*** Opening Records shown ***

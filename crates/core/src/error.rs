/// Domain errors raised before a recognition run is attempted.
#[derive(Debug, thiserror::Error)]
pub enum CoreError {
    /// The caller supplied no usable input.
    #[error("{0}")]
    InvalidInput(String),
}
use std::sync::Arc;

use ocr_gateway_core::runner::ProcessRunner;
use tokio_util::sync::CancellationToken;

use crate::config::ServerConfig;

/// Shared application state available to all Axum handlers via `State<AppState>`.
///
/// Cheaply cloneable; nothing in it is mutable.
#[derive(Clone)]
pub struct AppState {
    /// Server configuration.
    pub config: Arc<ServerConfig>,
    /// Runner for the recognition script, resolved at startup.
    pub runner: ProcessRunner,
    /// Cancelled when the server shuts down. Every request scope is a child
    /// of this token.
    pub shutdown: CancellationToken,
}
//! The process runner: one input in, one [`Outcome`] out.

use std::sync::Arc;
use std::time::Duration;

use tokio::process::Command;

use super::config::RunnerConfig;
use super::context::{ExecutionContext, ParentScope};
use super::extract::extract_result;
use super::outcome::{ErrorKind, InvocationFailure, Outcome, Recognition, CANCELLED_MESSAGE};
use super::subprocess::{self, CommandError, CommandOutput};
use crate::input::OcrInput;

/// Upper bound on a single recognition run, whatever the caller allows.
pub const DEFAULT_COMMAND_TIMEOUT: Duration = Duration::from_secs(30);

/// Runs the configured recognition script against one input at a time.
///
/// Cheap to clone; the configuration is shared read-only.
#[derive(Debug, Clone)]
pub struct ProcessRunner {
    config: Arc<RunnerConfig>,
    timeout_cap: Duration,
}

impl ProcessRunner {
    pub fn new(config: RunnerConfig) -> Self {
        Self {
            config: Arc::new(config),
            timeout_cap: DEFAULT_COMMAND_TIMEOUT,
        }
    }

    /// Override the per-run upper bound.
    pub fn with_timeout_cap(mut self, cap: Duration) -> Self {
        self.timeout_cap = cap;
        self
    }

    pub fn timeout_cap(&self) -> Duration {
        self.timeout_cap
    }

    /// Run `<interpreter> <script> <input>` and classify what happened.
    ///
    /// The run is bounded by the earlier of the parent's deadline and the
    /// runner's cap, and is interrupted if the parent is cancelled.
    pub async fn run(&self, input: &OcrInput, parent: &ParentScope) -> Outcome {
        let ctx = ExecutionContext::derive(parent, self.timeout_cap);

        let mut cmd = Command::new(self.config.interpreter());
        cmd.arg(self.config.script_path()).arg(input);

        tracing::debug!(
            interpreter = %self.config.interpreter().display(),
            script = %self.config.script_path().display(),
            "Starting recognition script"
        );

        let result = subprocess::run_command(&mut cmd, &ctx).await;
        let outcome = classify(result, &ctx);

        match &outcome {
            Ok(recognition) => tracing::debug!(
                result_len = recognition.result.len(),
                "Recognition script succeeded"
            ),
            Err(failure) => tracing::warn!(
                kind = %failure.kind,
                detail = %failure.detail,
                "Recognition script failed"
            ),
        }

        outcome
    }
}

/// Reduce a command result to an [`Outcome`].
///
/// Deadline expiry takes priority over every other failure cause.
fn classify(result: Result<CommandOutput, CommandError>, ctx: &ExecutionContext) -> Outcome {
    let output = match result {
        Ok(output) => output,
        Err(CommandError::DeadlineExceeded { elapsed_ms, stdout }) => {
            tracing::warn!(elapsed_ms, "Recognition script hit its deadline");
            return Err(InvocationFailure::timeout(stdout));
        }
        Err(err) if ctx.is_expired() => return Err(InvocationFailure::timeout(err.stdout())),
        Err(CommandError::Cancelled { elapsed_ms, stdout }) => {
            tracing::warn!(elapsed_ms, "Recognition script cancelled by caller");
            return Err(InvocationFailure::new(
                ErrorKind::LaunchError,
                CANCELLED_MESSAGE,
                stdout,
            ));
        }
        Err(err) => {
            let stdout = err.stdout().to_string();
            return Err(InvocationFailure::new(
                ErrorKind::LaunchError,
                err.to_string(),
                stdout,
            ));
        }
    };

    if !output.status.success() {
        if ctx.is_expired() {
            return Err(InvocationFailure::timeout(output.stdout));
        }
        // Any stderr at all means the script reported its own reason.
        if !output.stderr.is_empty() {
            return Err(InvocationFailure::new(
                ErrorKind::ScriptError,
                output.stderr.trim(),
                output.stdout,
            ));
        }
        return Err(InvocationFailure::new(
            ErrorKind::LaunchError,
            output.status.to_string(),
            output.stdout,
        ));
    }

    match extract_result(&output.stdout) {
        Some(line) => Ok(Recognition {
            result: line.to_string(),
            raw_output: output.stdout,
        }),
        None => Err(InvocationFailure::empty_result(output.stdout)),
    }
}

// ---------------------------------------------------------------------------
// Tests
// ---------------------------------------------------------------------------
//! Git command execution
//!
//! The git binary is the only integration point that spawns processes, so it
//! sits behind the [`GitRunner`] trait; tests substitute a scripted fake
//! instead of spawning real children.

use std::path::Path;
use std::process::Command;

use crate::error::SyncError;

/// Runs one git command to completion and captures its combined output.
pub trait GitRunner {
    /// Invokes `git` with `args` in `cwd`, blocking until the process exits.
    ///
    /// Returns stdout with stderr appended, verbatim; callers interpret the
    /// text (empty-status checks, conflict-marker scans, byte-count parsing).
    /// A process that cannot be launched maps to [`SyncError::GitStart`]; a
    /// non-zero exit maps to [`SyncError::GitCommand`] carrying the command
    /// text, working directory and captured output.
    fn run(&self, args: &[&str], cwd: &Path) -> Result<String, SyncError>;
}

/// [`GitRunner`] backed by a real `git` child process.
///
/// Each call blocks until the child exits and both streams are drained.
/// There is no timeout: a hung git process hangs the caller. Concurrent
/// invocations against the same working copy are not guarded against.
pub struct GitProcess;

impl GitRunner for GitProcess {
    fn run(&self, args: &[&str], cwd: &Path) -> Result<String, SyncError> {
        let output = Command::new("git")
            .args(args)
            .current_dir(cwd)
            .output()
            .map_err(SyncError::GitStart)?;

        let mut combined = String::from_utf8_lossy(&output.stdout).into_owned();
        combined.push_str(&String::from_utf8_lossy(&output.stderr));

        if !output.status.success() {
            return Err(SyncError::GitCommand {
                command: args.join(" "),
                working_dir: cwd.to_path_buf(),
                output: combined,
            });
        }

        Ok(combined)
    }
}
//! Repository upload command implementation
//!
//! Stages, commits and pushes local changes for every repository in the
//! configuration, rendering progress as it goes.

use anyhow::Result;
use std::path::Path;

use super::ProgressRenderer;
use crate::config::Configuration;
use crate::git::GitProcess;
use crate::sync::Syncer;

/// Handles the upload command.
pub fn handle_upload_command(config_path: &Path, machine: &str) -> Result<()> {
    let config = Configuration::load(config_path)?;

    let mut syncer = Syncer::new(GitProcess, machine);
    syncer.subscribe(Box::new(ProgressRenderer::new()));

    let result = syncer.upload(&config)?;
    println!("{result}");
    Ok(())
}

*** Closing Records shown ***

*Aim of the task*
Copy each line above holding "ParentScope".

*Solution for this problem*
use super::context::{ExecutionContext, ParentScope};
    pub async fn run(&self, input: &OcrInput, parent: &ParentScope) -> Outcome {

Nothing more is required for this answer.